__GOAL OF THE EXERCISE__.
Here the job is to return only the lines of the material, exactly, from the first one to the line with "pub(crate) enum Readiness".

__DATA SUPPLIED__.
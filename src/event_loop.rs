//! Background event reader and read arbitration
//!
//! Exactly one party reads the device at a time: either the event thread
//! or a synchronous caller holding an [`EventLock`](crate::EventLock).
//!
//! ```text
//!   caller                         event thread
//!   ------                         ------------
//!   gate.paused += 1               wait on gate until paused == 0
//!   wakeup.signal() ────────────▶  lock read_lock
//!   lock read_lock  (blocks)       poll(device, wakeup) ── woken ──┐
//!        ...                       drain wakeup, unlock            │
//!   <exclusive reads>  ◀───────────────────────────────────────────┘
//!   unlock, gate.paused -= 1 ───▶  resumes
//! ```
//!
//! Stopping uses the same wakeup eventfd, so a thread blocked in `poll`
//! with no incoming data still exits promptly.

use std::os::fd::{AsFd, BorrowedFd};
use std::sync::atomic::{AtomicU64, Ordering};
use std::sync::Arc;
use std::thread::{self, JoinHandle, ThreadId};

use nix::errno::Errno;
use nix::poll::{poll, PollFd, PollFlags, PollTimeout};
use nix::sys::eventfd::{EfdFlags, EventFd};
use parking_lot::{Condvar, Mutex, ReentrantMutex, ReentrantMutexGuard};
use tracing::{debug, trace, warn};

use crate::device::{RawDevice, HID_MAX_BUFFER_SIZE};
use crate::error::{HidrawError, Result};
use crate::hidpp::Frame;
use crate::session::Shared;
use crate::types::EventLoopState;

// ============================================================================
// Wakeup channel
// ============================================================================

/// eventfd used to interrupt a blocked `poll`
pub(crate) struct Wakeup(EventFd);

impl Wakeup {
    fn new() -> Result<Self> {
        let fd = EventFd::from_value_and_flags(0, EfdFlags::EFD_CLOEXEC | EfdFlags::EFD_NONBLOCK)?;
        Ok(Self(fd))
    }

    pub(crate) fn signal(&self) {
        if let Err(e) = self.0.arm() {
            warn!("Failed to signal wakeup eventfd: {}", e);
        }
    }

    /// Reset the counter. Only the holder of the read lock drains.
    pub(crate) fn drain(&self) -> Result<()> {
        match self.0.read() {
            Ok(_) | Err(Errno::EAGAIN) => Ok(()),
            Err(e) => Err(e.into()),
        }
    }
}

impl AsFd for Wakeup {
    fn as_fd(&self) -> BorrowedFd<'_> {
        self.0.as_fd()
    }
}

pub(crate) enum Readiness {
    /// An input report is pending
    Data,
    /// The wakeup channel fired
    Wakeup,
    /// The device went away
    Hangup,
}

/// Block until the device is readable or the wakeup channel fires.
///
/// The wakeup channel takes priority so that stop requests are never
/// starved by a chatty device.
pub(crate) fn wait_readable(device: &dyn RawDevice, wakeup: &Wakeup) -> Result<Readiness> {
    loop {
        let mut fds = [
            PollFd::new(device.as_fd(), PollFlags::POLLIN),
            PollFd::new(wakeup.as_fd(), PollFlags::POLLIN),
        ];

        match poll(&mut fds, PollTimeout::NONE) {
            Ok(_) => {}
            Err(Errno::EINTR) => continue,
            Err(e) => return Err(e.into()),
        }

        let woken = fds[1]
            .revents()
            .is_some_and(|r| r.contains(PollFlags::POLLIN));
        if woken {
            return Ok(Readiness::Wakeup);
        }

        let revents = fds[0].revents().unwrap_or(PollFlags::empty());
        if revents.contains(PollFlags::POLLIN) {
            return Ok(Readiness::Data);
        }
        if revents.intersects(PollFlags::POLLHUP | PollFlags::POLLERR | PollFlags::POLLNVAL) {
            return Ok(Readiness::Hangup);
        }
    }
}

// ============================================================================
// Coordinator
// ============================================================================

struct Gate {
    /// Synchronous callers waiting for or holding the read lock
    paused: usize,
    /// The event thread must exit
    stopping: bool,
}

/// Read arbitration between the event thread and synchronous callers
pub(crate) struct Coordinator {
    read_lock: ReentrantMutex<()>,
    gate: Mutex<Gate>,
    resume: Condvar,
    pub(crate) wakeup: Wakeup,
    /// Bumped by stop/close; a direct read started under an older epoch
    /// is cancelled at its next wakeup
    cancel_epoch: AtomicU64,
}

impl Coordinator {
    pub(crate) fn new() -> Result<Self> {
        Ok(Self {
            read_lock: ReentrantMutex::new(()),
            gate: Mutex::new(Gate {
                paused: 0,
                stopping: false,
            }),
            resume: Condvar::new(),
            wakeup: Wakeup::new()?,
            cancel_epoch: AtomicU64::new(0),
        })
    }

    /// Take the read side away from the event thread.
    ///
    /// Must be balanced by `resume` after the guard is dropped.
    pub(crate) fn pause(&self) -> ReentrantMutexGuard<'_, ()> {
        self.gate.lock().paused += 1;
        self.wakeup.signal();
        self.read_lock.lock()
    }

    pub(crate) fn resume(&self) {
        let mut gate = self.gate.lock();
        gate.paused -= 1;
        if gate.paused == 0 {
            self.resume.notify_all();
        }
    }

    pub(crate) fn held_by_current_thread(&self) -> bool {
        self.read_lock.is_owned_by_current_thread()
    }

    pub(crate) fn epoch(&self) -> u64 {
        self.cancel_epoch.load(Ordering::SeqCst)
    }

    /// Interrupt blocked direct reads
    pub(crate) fn cancel_reads(&self) {
        self.cancel_epoch.fetch_add(1, Ordering::SeqCst);
        self.wakeup.signal();
    }

    fn request_stop(&self) {
        self.gate.lock().stopping = true;
        self.resume.notify_all();
        self.wakeup.signal();
    }

    fn reset_stop(&self) {
        self.gate.lock().stopping = false;
    }
}

// ============================================================================
// Lifecycle
// ============================================================================

/// A queued HID++ request waiting for its response
pub(crate) struct Exchange {
    pub(crate) request: Frame,
    pub(crate) reply: Reply,
}

/// Slot a caller blocks on until the event thread answers its exchange
pub(crate) struct ReplySlot {
    value: Mutex<Option<Result<Frame>>>,
    ready: Condvar,
}

impl ReplySlot {
    pub(crate) fn wait(&self) -> Result<Frame> {
        let mut value = self.value.lock();
        loop {
            if let Some(result) = value.take() {
                return result;
            }
            self.ready.wait(&mut value);
        }
    }

    fn fill(&self, result: Result<Frame>) {
        *self.value.lock() = Some(result);
        self.ready.notify_one();
    }
}

/// Event thread side of a [`ReplySlot`]. Answers `Cancelled` if dropped
/// unanswered.
pub(crate) struct Reply(Option<Arc<ReplySlot>>);

impl Reply {
    pub(crate) fn send(mut self, result: Result<Frame>) {
        if let Some(slot) = self.0.take() {
            slot.fill(result);
        }
    }
}

impl Drop for Reply {
    fn drop(&mut self) {
        if let Some(slot) = self.0.take() {
            slot.fill(Err(HidrawError::Cancelled));
        }
    }
}

pub(crate) fn reply_slot() -> (Reply, Arc<ReplySlot>) {
    let slot = Arc::new(ReplySlot {
        value: Mutex::new(None),
        ready: Condvar::new(),
    });
    (Reply(Some(Arc::clone(&slot))), slot)
}

#[derive(Default)]
pub(crate) struct Lifecycle {
    pub(crate) state: EventLoopState,
    handle: Option<JoinHandle<()>>,
    worker: Option<ThreadId>,
    /// Exchanges handed to the event thread, not yet written
    pub(crate) queue: Vec<Exchange>,
}

impl Lifecycle {
    /// Whether the calling thread is the event thread
    pub(crate) fn on_worker(&self) -> bool {
        self.worker == Some(thread::current().id())
    }
}

fn join_worker(handle: JoinHandle<()>) {
    if handle.join().is_err() {
        warn!("Event thread panicked");
    }
}

pub(crate) fn start(shared: &Arc<Shared>) -> Result<()> {
    // The event thread itself only exists while running
    if shared.lifecycle.lock().on_worker() {
        return Err(HidrawError::AlreadyStarted);
    }

    let _control = shared.control.lock();
    shared.ensure_open()?;
    let device = shared.device()?;

    // Reap a thread that exited on its own (device gone)
    let finished = {
        let mut lifecycle = shared.lifecycle.lock();
        if matches!(
            lifecycle.state,
            EventLoopState::Running | EventLoopState::StopRequested
        ) {
            return Err(HidrawError::AlreadyStarted);
        }
        lifecycle.handle.take()
    };
    if let Some(handle) = finished {
        join_worker(handle);
    }

    shared.coordinator.reset_stop();

    // Hold the lifecycle lock across spawn so the thread cannot record its
    // exit before we record its start
    let mut lifecycle = shared.lifecycle.lock();
    let worker_shared = Arc::clone(shared);
    let handle = thread::Builder::new()
        .name(shared.config.thread_name.clone())
        .spawn(move || run(worker_shared, device))
        .map_err(HidrawError::Io)?;

    lifecycle.worker = Some(handle.thread().id());
    lifecycle.handle = Some(handle);
    lifecycle.state = EventLoopState::Running;
    debug!("Event loop started");
    Ok(())
}

pub(crate) fn stop(shared: &Shared) -> Result<()> {
    shared.coordinator.cancel_reads();

    {
        // From a report handler or under an EventLock the thread cannot be
        // joined here. It exits once the read lock is released and is
        // reaped by the next start/stop.
        let mut lifecycle = shared.lifecycle.lock();
        if lifecycle.on_worker() || shared.coordinator.held_by_current_thread() {
            if lifecycle.state == EventLoopState::Running {
                lifecycle.state = EventLoopState::StopRequested;
            }
            drop(lifecycle);
            shared.coordinator.request_stop();
            debug!("Stop requested without join");
            return Ok(());
        }
    }

    let _control = shared.control.lock();
    let handle = {
        let mut lifecycle = shared.lifecycle.lock();
        match lifecycle.state {
            EventLoopState::Running | EventLoopState::StopRequested => {
                lifecycle.state = EventLoopState::StopRequested;
                lifecycle.handle.take()
            }
            EventLoopState::NotStarted | EventLoopState::Stopped => {
                let finished = lifecycle.handle.take();
                drop(lifecycle);
                if let Some(handle) = finished {
                    join_worker(handle);
                }
                return Ok(());
            }
        }
    };

    shared.coordinator.request_stop();
    if let Some(handle) = handle {
        join_worker(handle);
    }
    shared.lifecycle.lock().state = EventLoopState::Stopped;
    debug!("Event loop stopped");
    Ok(())
}

// ============================================================================
// Event thread
// ============================================================================

enum Exit {
    Stopped,
    Disconnected,
    Failed(HidrawError),
}

fn run(shared: Arc<Shared>, device: Arc<dyn RawDevice>) {
    debug!("Event thread started");
    let coord = &shared.coordinator;
    let mut pending: Vec<Exchange> = Vec::new();
    let mut buf = vec![0u8; HID_MAX_BUFFER_SIZE];

    let exit = loop {
        {
            let mut gate = coord.gate.lock();
            while gate.paused > 0 && !gate.stopping {
                coord.resume.wait(&mut gate);
            }
            if gate.stopping {
                break Exit::Stopped;
            }
        }

        let _read = coord.read_lock.lock();
        {
            let gate = coord.gate.lock();
            if gate.stopping {
                break Exit::Stopped;
            }
            if gate.paused > 0 {
                continue;
            }
        }

        submit_exchanges(&shared, device.as_ref(), &mut pending);

        match wait_readable(device.as_ref(), &coord.wakeup) {
            Ok(Readiness::Data) => {}
            Ok(Readiness::Wakeup) => {
                if let Err(e) = coord.wakeup.drain() {
                    break Exit::Failed(e);
                }
                continue;
            }
            Ok(Readiness::Hangup) => break Exit::Disconnected,
            Err(e) => break Exit::Failed(e),
        }

        let len = match device.read(&mut buf) {
            Ok(0) => break Exit::Disconnected,
            Ok(n) => n,
            Err(e) => match HidrawError::from(e) {
                HidrawError::Disconnected => break Exit::Disconnected,
                other => break Exit::Failed(other),
            },
        };

        // Dispatch under the read lock: no synchronous transaction runs
        // while a handler sees a report. Handlers calling back into the
        // session re-enter the lock on this thread.
        route(&shared, &mut pending, &buf[..len]);
    };

    finish(&shared, pending, exit);
}

/// Write the requests of newly queued exchanges
fn submit_exchanges(shared: &Shared, device: &dyn RawDevice, pending: &mut Vec<Exchange>) {
    let queued = std::mem::take(&mut shared.lifecycle.lock().queue);
    for exchange in queued {
        let bytes = exchange.request.to_bytes();
        trace!("Exchange request {:02X?}", bytes);
        match device.write(&bytes) {
            Ok(n) if n == bytes.len() => pending.push(exchange),
            Ok(n) => {
                exchange.reply.send(Err(HidrawError::ShortTransfer {
                    expected: bytes.len(),
                    actual: n,
                }));
            }
            Err(e) => {
                exchange.reply.send(Err(e.into()));
            }
        }
    }
}

/// Hand a report to the exchange waiting for it, or to the handler
fn route(shared: &Shared, pending: &mut Vec<Exchange>, data: &[u8]) {
    if !pending.is_empty() {
        if let Ok(frame) = Frame::parse(data) {
            if let Some(pos) = pending.iter().position(|x| frame.answers(&x.request)) {
                let exchange = pending.remove(pos);
                trace!("Exchange response {:02X?}", data);
                exchange.reply.send(frame.into_result().map_err(HidrawError::from));
                return;
            }
        }
    }

    if let Err(HidrawError::NoHandlerBound) = shared.dispatch(data) {
        trace!("No handler for report {:02X?}", data);
    }
}

fn finish(shared: &Shared, pending: Vec<Exchange>, exit: Exit) {
    match &exit {
        Exit::Stopped => debug!("Event thread stopping"),
        Exit::Disconnected => warn!("Device disconnected, event thread exiting"),
        Exit::Failed(e) => warn!("Event thread failed: {}", e),
    }

    let queued = {
        let mut lifecycle = shared.lifecycle.lock();
        lifecycle.state = EventLoopState::Stopped;
        lifecycle.worker = None;
        std::mem::take(&mut lifecycle.queue)
    };

    for exchange in pending.into_iter().chain(queued) {
        let err = match exit {
            Exit::Stopped => HidrawError::Cancelled,
            Exit::Disconnected | Exit::Failed(_) => HidrawError::Disconnected,
        };
        exchange.reply.send(Err(err));
    }
}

__RESULT BELOW__.
filename src/event_loop.rs
//! Background event reader and read arbitration
//!
//! Exactly one party reads the device at a time: either the event thread
//! or a synchronous caller holding an [`EventLock`](crate::EventLock).
//!
//! ```text
//!   caller                         event thread
//!   ------                         ------------
//!   gate.paused += 1               wait on gate until paused == 0
//!   wakeup.signal() ────────────▶  lock read_lock
//!   lock read_lock  (blocks)       poll(device, wakeup) ── woken ──┐
//!        ...                       drain wakeup, unlock            │
//!   <exclusive reads>  ◀───────────────────────────────────────────┘
//!   unlock, gate.paused -= 1 ───▶  resumes
//! ```
//!
//! Stopping uses the same wakeup eventfd, so a thread blocked in `poll`
//! with no incoming data still exits promptly.

use std::os::fd::{AsFd, BorrowedFd};
use std::sync::atomic::{AtomicU64, Ordering};
use std::sync::Arc;
use std::thread::{self, JoinHandle, ThreadId};

use nix::errno::Errno;
use nix::poll::{poll, PollFd, PollFlags, PollTimeout};
use nix::sys::eventfd::{EfdFlags, EventFd};
use parking_lot::{Condvar, Mutex, ReentrantMutex, ReentrantMutexGuard};
use tracing::{debug, trace, warn};

use crate::device::{RawDevice, HID_MAX_BUFFER_SIZE};
use crate::error::{HidrawError, Result};
use crate::hidpp::Frame;
use crate::session::Shared;
use crate::types::EventLoopState;

// ============================================================================
// Wakeup channel
// ============================================================================

/// eventfd used to interrupt a blocked `poll`
pub(crate) struct Wakeup(EventFd);

impl Wakeup {
    fn new() -> Result<Self> {
        let fd = EventFd::from_value_and_flags(0, EfdFlags::EFD_CLOEXEC | EfdFlags::EFD_NONBLOCK)?;
        Ok(Self(fd))
    }

    pub(crate) fn signal(&self) {
        if let Err(e) = self.0.arm() {
            warn!("Failed to signal wakeup eventfd: {}", e);
        }
    }

    /// Reset the counter. Only the holder of the read lock drains.
    pub(crate) fn drain(&self) -> Result<()> {
        match self.0.read() {
            Ok(_) | Err(Errno::EAGAIN) => Ok(()),
            Err(e) => Err(e.into()),
        }
    }
}

impl AsFd for Wakeup {
    fn as_fd(&self) -> BorrowedFd<'_> {
        self.0.as_fd()
    }
}

pub(crate) enum Readiness {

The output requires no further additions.